Known as a spa town, Vidago was a centre of mineral water treatments dating back to the late 19th century and early 20th century.

For a long time distance was an impediment to the development of the town, due to the difficulty of transport. Guests would arrive by coach from Porto, using roads that were often little more than dirt path. Finally in 1907 the railroad between Régua and Vila Real was extended to Pedras Salgadas, 12 km to the south of Vidago. Three years later the first train arrived at the Vidago station, resulting in renewed popularity of the spa.

During the Gilded Age, the popularity of the waters in Vidago resulted in the construction of the Hotel Palace of Vidago, which became the retreat of some Portuguese monarchs. The spa town saw its period of splendor from 1875 to 1877 when King Luís I made consecutive visits. The fame of the curative powers of the waters spread so far that from 1876 to 1889 they were awarded prizes in Madrid, Paris, Vienna and Rio de Janeiro. For this, Vidago was once one of the most visited Portuguese spas; the water is apparently effective in the treatment of digestive problems, as it contains sodium bicarbonate and, according to publicity leaflets, radioactive elements.

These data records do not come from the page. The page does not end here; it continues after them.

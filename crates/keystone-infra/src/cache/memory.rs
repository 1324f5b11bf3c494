//! In-memory TTL cache implementation.

use std::collections::HashMap;
use std::sync::Arc;
use std::time::{Duration, Instant};

use parking_lot::Mutex;

use keystone_core::clock::{Clock, SystemClock};
use keystone_core::ports::Cache;

struct CacheEntry<V> {
    value: V,
    stored_at: Instant,
    ttl: Duration,
}

impl<V> CacheEntry<V> {
    /// Same as `stored_at + ttl <= now`, without overflowing for huge TTLs.
    fn is_expired(&self, now: Instant) -> bool {
        now.saturating_duration_since(self.stored_at) >= self.ttl
    }
}

/// In-memory cache using a HashMap behind a mutex.
///
/// Entries expire lazily: a read that finds a dead entry removes it.
/// There is no capacity bound, so memory grows with the number of distinct
/// keys unless [`Cache::purge_expired`] is called periodically.
/// Note: Data is lost on process restart.
pub struct InMemoryCache<V> {
    store: Mutex<HashMap<String, CacheEntry<V>>>,
    clock: Arc<dyn Clock>,
}

impl<V> InMemoryCache<V> {
    pub fn new() -> Self {
        Self::with_clock(Arc::new(SystemClock))
    }

    pub fn with_clock(clock: Arc<dyn Clock>) -> Self {
        Self {
            store: Mutex::new(HashMap::new()),
            clock,
        }
    }
}

impl<V> Default for InMemoryCache<V> {
    fn default() -> Self {
        Self::new()
    }
}

impl<V> Cache<V> for InMemoryCache<V>
where
    V: Clone + Send + Sync,
{
    fn get(&self, key: &str) -> Option<V> {
        let now = self.clock.now();
        let mut store = self.store.lock();

        match store.get(key) {
            None => return None,
            Some(entry) if !entry.is_expired(now) => return Some(entry.value.clone()),
            Some(_) => {}
        }

        store.remove(key);
        tracing::trace!(cache_key = %key, "Evicted expired entry");
        None
    }

    fn put(&self, key: &str, value: V, ttl: Duration) {
        let now = self.clock.now();
        let mut store = self.store.lock();

        store.insert(
            key.to_string(),
            CacheEntry {
                value,
                stored_at: now,
                ttl,
            },
        );
    }

    fn remove(&self, key: &str) -> Option<V> {
        self.store.lock().remove(key).map(|entry| entry.value)
    }

    fn purge_expired(&self) -> usize {
        let now = self.clock.now();
        let mut store = self.store.lock();
        let before = store.len();
        store.retain(|_, entry| !entry.is_expired(now));
        before - store.len()
    }

    fn len(&self) -> usize {
        self.store.lock().len()
    }
}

Bottled mineral waters Salus and Campilho are extracted in Vidago.

When the Palace Hotel was built in 1910, it was one of the most luxurious on the Iberian Peninsula, that included concerts, tennis and croquet courts, and, on the small island within the lake, there was a spacious skating rink. Following a period of remodelling, refurbishing and renovation, the 5-star hotel reopened in 2010, which included an expanded golf course and park.